Tuesday, October 4, 2011

"What are they, Mom?"

Those of us that have raised, or attempted to raise, small children will remember how many bandaids they went through. The most minor insignificant can-barely-see-it scratch warranted a bandaid.  A bruise? Apply another bandaid. Like many parents, we purchased both “basic” and “kid” bandaids. For some reason, we went through the “kid” bandaids faster than the kids were injured. We kept the “basic” bandaids in our bathroom where we hoped to actually find one when we needed it.
Sometimes, though, you would be hard-pressed to find any type of first aid bandage in our house. Last Son was a particular fan of applying bandaids on any part of his body that looked “hurt”. Considering he was generally recovering from some physical injury to some part of his body at any given time, Last Son was a pro at finding and applying bandaids.
One of my “wish I would have taken a photo” moments, was when Last Son was around three years old. Last Son was climbing over some tree branches and wood piled up in the back yard. Of course, he couldn't do anything without at least receiving some minor injury. And this time he succeeded to barely scrape one leg-enough to need, at most, one medium-sized bandaid (if we could have found one in the house).

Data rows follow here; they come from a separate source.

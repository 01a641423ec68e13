//! # Freshness Clock
//!
//! Tracks when data was last confirmed fresh and renders the elapsed time as
//! a short label for the "Last Updated" indicator.
//!
//! ## Label Buckets
//! ```text
//! elapsed <= 0s     → "just now"
//! elapsed <  60s    → "45s ago"
//! elapsed <  3600s  → "1m ago"     (floored)
//! otherwise         → "1h ago"     (floored)
//! ```
//!
//! The clock itself holds only the confirmation instant. Re-rendering on a
//! wall-clock cadence is the job of the ticker in `fleet-sync`.

use chrono::Utc;

/// Current wall-clock time in epoch milliseconds.
pub fn now_millis() -> i64 {
    Utc::now().timestamp_millis()
}

/// Renders the age of `confirmed_at_ms` as seen at `now_ms`.
///
/// ## Example
/// ```rust
/// use fleet_core::freshness::relative_age;
///
/// let t = 1_700_000_000_000;
/// assert_eq!(relative_age(t, t), "just now");
/// assert_eq!(relative_age(t, t + 45_000), "45s ago");
/// assert_eq!(relative_age(t, t + 90_000), "1m ago");
/// assert_eq!(relative_age(t, t + 3_661_000), "1h ago");
/// ```
pub fn relative_age(confirmed_at_ms: i64, now_ms: i64) -> String {
    let elapsed = now_ms.saturating_sub(confirmed_at_ms).div_euclid(1000);
    if elapsed <= 0 {
        "just now".to_string()
    } else if elapsed < 60 {
        format!("{elapsed}s ago")
    } else if elapsed < 3600 {
        format!("{}m ago", elapsed / 60)
    } else {
        format!("{}h ago", elapsed / 3600)
    }
}

/// The moment data was last confirmed fresh.
#[derive(Debug, Clone, Copy, PartialEq, Eq)]
pub struct FreshnessClock {
    confirmed_at_ms: i64,
}

impl FreshnessClock {
    /// Starts the clock at `now`.
    pub fn new() -> Self {
        FreshnessClock { confirmed_at_ms: now_millis() }
    }

    /// Starts the clock at a fixed instant.
    pub fn at(confirmed_at_ms: i64) -> Self {
        FreshnessClock { confirmed_at_ms }
    }

    /// The single mutation point. `None` means "confirmed now".
    pub fn set_confirmed(&mut self, timestamp_ms: Option<i64>) {
        self.confirmed_at_ms = timestamp_ms.unwrap_or_else(now_millis);
    }

    pub fn confirmed_at(&self) -> i64 {
        self.confirmed_at_ms
    }

    /// Label as of `now_ms`.
    pub fn relative_age_at(&self, now_ms: i64) -> String {
        relative_age(self.confirmed_at_ms, now_ms)
    }

    /// Label as of the wall clock.
    pub fn relative_age(&self) -> String {
        self.relative_age_at(now_millis())
    }
}

impl Default for FreshnessClock {
    fn default() -> Self {
        Self::new()
    }
}

#[cfg(test)]
mod tests {
    use super::*;

    const T: i64 = 1_705_314_600_000;

    #[test]
    fn test_label_buckets() {
        assert_eq!(relative_age(T, T), "just now");
        assert_eq!(relative_age(T, T + 999), "just now");
        assert_eq!(relative_age(T, T + 1_000), "1s ago");
        assert_eq!(relative_age(T, T + 45_000), "45s ago");
        assert_eq!(relative_age(T, T + 59_999), "59s ago");
        assert_eq!(relative_age(T, T + 60_000), "1m ago");
        assert_eq!(relative_age(T, T + 90_000), "1m ago");
        assert_eq!(relative_age(T, T + 3_599_000), "59m ago");
        assert_eq!(relative_age(T, T + 3_661_000), "1h ago");
        assert_eq!(relative_age(T, T + 26 * 3_600_000), "26h ago");
    }

    #[test]
    fn test_future_confirmation_is_just_now() {
        // Server clocks ahead of ours must not produce negative ages.
        assert_eq!(relative_age(T + 30_000, T), "just now");
    }

    #[test]
    fn test_set_confirmed() {
        let mut clock = FreshnessClock::at(0);
        clock.set_confirmed(Some(T));
        assert_eq!(clock.confirmed_at(), T);
        assert_eq!(clock.relative_age_at(T + 45_000), "45s ago");

        let before = now_millis();
        clock.set_confirmed(None);
        assert!(clock.confirmed_at() >= before);
        assert_eq!(clock.relative_age_at(clock.confirmed_at()), "just now");
    }
}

Last Son's first aid decision was a bit more-well, amplified. He ran into the house (see, I told you he wasn’t that hurt) and said he was going to get the “big bandaids”. I called after him that we were out of bandaids. He said he knew where some were. Really? Okay, I figured the Bandaid King would probably know where to find one. I’m thinking he must have found some gauze first aid pads or something. Which might have worked but we were out of first aid tape.  And no, scotch tape, masking tape and duct tape are not suitable substitutes!  (Don’t ask why I know this.)
I could hear Last Son running through the house on his way back outside (again, he was not really hurt).  He burst through the back door.
“See Mom, there's a bunch of big bandaids in your drawer in the bathroom.” Last Son was truly proud of his discovery.
“Um, those aren’t bandaids hon.” This was so hard to say without bursting into laughter.
“Well, then, what are they?” Last Son looked perplexed.
Indeed, what were they?  Was there any way I could answer my toddler’s question with a straight face as I looked at the many mini pads he had stuck and wrapped over his shins and knees - sticky side down of course.  
This was one subject I didn’t really want to tackle at his particular age. Last Son wore them for the next hour or so, until they fell off. I picked up the "used" mini pads off the ground, threw them away.  That evening I drove to the store and stocked up on bandaids, in all sizes, and...more mini pads.